Each line from the material with the word "usize" in it must be copied.

[Given data]
--------------------------------------------------

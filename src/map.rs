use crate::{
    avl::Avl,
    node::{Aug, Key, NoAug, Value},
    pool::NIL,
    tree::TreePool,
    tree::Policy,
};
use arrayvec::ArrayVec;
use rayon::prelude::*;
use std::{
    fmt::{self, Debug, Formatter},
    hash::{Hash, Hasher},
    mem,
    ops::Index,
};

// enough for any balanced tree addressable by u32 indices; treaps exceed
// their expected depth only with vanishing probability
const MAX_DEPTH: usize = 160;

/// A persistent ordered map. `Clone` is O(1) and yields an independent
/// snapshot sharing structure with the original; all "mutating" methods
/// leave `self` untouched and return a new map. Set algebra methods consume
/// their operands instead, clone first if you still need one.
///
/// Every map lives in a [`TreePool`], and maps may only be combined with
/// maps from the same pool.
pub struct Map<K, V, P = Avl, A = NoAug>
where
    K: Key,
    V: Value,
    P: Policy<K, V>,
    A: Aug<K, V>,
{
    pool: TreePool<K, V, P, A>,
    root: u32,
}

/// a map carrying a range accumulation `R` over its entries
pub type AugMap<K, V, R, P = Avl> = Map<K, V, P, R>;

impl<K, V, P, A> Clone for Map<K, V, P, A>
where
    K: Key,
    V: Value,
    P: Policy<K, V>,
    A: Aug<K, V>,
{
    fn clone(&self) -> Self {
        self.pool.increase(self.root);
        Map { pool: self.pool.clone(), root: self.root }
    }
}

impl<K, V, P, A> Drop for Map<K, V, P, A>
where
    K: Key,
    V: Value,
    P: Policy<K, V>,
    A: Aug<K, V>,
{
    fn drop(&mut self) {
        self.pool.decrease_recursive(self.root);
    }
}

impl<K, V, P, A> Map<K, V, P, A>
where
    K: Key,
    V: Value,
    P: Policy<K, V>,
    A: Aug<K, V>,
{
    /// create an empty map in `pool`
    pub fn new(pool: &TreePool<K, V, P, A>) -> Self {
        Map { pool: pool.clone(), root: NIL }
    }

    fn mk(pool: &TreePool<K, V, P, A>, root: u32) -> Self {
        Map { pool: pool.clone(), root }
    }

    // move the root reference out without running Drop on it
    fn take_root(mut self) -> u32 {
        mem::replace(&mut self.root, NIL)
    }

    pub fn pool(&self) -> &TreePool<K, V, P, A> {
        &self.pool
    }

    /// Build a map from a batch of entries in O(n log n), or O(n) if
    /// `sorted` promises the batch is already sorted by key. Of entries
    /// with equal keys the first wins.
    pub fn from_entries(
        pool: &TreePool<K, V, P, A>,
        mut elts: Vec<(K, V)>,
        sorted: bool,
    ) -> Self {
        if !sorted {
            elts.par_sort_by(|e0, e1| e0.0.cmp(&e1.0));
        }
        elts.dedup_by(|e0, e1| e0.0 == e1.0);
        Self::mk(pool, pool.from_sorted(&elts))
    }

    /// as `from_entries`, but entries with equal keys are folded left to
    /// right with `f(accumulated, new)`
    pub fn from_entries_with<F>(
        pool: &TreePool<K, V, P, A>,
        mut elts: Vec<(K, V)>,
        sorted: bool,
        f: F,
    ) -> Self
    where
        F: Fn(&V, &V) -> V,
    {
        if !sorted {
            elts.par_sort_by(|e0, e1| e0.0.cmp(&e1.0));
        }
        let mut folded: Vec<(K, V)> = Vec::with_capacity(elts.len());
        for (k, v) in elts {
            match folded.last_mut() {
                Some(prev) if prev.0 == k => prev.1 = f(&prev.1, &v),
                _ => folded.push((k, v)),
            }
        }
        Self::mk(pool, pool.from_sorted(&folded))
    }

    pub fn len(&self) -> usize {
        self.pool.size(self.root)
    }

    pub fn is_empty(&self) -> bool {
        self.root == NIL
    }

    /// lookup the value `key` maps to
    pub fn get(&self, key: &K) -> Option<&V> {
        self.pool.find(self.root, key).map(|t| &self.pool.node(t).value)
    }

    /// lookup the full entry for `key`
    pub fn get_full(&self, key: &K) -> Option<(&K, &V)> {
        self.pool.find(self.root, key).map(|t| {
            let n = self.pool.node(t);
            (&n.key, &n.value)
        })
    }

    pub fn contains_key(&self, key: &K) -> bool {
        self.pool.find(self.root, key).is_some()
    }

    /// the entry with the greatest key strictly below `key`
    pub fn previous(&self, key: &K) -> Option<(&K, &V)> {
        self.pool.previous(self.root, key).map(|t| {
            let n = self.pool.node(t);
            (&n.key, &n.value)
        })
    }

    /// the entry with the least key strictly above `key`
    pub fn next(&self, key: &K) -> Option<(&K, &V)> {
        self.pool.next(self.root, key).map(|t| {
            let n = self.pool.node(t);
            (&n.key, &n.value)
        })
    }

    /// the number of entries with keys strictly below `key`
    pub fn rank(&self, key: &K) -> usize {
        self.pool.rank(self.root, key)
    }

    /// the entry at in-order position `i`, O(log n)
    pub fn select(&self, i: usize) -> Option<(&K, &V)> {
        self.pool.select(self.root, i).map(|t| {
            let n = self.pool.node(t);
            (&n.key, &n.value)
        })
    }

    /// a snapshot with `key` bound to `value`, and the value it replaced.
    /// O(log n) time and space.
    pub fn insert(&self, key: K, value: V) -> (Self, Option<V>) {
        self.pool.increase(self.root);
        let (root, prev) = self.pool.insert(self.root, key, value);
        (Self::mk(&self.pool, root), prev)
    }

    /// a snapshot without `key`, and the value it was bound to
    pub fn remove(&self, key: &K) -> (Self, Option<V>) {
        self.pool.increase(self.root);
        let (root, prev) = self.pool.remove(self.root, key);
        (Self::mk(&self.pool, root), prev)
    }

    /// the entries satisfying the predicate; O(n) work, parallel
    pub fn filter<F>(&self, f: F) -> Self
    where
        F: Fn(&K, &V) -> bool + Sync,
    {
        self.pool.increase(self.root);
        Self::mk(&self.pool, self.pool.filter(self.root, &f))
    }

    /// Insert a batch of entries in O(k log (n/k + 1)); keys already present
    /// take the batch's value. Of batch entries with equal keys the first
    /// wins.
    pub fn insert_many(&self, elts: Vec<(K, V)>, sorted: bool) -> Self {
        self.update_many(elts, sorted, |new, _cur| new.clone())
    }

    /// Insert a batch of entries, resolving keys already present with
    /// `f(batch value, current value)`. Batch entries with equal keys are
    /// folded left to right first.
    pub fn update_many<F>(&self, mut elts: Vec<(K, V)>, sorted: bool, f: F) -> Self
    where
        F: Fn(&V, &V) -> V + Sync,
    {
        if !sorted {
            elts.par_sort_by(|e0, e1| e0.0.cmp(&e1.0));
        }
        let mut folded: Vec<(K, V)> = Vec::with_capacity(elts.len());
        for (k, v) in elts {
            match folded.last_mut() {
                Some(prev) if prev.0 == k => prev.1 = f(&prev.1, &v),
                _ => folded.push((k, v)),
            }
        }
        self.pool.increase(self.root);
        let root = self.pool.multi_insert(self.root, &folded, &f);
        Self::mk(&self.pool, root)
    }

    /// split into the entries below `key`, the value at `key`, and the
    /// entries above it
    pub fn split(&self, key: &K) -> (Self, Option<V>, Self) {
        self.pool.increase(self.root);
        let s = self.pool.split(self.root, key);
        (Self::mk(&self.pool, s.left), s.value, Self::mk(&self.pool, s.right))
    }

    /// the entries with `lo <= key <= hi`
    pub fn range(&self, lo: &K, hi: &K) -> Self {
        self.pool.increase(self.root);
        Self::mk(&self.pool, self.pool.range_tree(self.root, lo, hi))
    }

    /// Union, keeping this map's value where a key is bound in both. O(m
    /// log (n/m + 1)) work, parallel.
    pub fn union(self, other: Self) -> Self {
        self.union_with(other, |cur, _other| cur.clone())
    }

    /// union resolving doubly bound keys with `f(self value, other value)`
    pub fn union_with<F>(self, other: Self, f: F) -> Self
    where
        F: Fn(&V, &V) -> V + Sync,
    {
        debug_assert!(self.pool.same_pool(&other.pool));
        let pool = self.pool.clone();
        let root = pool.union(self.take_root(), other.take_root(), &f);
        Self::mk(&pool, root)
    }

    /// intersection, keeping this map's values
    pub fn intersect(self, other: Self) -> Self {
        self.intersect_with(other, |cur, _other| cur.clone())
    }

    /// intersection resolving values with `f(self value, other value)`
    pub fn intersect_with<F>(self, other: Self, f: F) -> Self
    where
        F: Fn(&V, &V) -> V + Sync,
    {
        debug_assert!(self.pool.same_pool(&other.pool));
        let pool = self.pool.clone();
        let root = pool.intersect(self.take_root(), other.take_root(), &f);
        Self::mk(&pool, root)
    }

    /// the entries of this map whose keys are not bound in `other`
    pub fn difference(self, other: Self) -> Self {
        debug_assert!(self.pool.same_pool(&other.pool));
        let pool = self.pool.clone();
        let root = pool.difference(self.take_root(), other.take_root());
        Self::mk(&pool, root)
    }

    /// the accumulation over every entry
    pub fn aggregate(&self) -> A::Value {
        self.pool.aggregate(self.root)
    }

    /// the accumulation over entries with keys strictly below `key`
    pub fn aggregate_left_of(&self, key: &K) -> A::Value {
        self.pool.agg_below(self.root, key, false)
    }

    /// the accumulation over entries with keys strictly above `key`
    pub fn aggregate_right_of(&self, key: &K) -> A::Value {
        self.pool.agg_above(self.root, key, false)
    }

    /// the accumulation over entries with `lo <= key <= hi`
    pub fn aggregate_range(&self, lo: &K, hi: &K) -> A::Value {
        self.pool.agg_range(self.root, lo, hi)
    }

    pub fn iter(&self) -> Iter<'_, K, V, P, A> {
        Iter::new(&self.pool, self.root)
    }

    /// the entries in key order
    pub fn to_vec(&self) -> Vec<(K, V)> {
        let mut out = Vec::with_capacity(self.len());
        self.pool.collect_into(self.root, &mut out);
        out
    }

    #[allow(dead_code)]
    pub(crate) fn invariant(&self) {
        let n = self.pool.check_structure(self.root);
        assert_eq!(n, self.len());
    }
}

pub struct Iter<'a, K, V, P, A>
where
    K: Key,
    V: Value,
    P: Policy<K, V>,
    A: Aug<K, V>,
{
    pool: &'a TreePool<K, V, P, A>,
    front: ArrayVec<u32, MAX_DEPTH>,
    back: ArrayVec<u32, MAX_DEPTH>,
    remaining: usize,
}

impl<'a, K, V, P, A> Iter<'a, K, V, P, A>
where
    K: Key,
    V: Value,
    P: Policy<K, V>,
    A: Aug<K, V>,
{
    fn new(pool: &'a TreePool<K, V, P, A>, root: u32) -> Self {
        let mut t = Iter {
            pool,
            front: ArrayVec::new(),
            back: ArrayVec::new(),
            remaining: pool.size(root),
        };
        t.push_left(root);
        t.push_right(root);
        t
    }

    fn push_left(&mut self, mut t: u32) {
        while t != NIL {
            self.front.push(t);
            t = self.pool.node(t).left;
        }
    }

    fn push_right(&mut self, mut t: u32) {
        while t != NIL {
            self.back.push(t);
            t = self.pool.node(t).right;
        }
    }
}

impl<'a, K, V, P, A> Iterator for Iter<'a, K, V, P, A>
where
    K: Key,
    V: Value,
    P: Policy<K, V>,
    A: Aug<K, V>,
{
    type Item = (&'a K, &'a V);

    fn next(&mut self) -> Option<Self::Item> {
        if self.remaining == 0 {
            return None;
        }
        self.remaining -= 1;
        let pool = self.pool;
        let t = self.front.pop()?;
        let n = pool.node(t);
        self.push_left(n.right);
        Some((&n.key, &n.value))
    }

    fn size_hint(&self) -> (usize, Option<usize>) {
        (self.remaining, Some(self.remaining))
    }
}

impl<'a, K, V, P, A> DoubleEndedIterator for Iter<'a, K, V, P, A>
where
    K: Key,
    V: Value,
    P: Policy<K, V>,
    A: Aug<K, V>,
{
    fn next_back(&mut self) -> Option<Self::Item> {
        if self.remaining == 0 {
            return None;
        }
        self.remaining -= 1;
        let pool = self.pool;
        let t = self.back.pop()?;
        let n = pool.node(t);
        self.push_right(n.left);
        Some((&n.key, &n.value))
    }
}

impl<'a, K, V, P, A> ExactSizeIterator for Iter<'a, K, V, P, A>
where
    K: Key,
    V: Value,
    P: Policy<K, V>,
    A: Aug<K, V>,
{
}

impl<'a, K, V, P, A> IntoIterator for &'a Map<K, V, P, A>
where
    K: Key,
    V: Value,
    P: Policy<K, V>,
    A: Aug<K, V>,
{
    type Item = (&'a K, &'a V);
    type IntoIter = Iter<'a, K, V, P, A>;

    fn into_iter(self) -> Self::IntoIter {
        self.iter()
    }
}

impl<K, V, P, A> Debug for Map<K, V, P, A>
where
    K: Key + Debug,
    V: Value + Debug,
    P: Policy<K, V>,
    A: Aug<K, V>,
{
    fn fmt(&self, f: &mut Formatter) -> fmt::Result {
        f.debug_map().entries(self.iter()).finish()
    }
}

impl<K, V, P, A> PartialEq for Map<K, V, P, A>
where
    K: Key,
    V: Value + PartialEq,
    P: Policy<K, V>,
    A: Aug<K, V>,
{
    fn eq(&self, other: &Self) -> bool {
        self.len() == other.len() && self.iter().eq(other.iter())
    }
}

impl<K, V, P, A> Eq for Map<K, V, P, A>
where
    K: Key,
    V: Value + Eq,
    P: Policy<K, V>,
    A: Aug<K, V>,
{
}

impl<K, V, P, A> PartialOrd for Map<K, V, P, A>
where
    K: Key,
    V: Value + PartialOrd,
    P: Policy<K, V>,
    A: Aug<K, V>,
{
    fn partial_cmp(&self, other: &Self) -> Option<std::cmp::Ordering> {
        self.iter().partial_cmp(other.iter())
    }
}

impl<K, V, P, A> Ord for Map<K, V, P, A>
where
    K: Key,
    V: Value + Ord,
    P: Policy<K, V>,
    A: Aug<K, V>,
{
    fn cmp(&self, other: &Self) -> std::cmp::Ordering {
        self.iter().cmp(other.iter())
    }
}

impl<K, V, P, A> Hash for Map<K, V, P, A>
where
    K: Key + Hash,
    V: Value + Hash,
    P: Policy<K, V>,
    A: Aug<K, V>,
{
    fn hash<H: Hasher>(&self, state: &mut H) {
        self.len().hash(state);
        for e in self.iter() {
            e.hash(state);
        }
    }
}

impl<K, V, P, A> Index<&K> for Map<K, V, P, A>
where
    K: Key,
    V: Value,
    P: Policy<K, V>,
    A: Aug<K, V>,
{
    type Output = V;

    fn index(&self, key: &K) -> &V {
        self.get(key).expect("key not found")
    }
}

--------------------------------------------------

[Completed task]
const MAX_DEPTH: usize = 160;
    pub fn len(&self) -> usize {
    pub fn rank(&self, key: &K) -> usize {
    pub fn select(&self, i: usize) -> Option<(&K, &V)> {
    remaining: usize,
    fn size_hint(&self) -> (usize, Option<usize>) {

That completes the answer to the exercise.